**ACTION ITEM:**
Look for "DatasetNormalization" in each line of the records, and copy the lines that have it.

Collected data entries:
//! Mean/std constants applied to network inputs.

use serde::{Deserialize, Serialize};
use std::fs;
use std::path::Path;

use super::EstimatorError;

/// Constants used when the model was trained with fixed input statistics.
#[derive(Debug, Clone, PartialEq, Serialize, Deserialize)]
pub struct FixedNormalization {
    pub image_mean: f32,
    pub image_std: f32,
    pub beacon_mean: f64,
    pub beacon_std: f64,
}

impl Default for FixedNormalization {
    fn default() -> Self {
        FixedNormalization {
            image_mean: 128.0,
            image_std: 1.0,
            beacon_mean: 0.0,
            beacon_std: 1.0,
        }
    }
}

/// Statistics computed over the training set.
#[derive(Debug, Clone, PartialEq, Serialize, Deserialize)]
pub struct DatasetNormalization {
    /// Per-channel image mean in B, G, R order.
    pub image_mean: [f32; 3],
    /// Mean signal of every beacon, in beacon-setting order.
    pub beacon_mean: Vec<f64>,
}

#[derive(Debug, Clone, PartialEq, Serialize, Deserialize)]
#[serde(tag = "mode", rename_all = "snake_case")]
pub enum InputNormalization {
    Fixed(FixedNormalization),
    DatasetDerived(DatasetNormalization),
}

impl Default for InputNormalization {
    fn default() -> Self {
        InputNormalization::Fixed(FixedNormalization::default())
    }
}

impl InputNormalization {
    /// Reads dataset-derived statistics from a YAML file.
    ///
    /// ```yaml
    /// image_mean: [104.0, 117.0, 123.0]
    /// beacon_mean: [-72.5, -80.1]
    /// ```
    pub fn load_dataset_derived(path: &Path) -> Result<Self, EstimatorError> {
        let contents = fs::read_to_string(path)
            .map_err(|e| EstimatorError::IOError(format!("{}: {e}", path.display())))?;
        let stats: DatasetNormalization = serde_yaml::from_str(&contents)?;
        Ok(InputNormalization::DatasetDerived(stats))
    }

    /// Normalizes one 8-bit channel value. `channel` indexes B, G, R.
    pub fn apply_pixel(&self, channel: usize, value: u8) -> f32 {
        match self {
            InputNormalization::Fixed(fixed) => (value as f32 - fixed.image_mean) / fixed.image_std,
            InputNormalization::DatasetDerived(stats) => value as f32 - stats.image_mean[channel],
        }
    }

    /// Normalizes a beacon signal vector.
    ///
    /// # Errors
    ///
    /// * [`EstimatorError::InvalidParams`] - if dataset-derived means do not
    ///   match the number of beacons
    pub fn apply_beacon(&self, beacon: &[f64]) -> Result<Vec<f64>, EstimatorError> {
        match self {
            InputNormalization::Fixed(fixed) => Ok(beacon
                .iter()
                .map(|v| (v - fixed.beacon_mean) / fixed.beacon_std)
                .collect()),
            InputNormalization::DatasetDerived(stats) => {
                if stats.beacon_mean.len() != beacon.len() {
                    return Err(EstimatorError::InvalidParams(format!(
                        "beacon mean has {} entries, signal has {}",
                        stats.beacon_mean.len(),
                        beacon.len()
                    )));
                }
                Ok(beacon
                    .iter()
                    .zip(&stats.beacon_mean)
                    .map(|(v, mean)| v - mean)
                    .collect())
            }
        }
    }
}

**OUTPUT OF THE TASK:**
pub struct DatasetNormalization {
    DatasetDerived(DatasetNormalization),
        let stats: DatasetNormalization = serde_yaml::from_str(&contents)?;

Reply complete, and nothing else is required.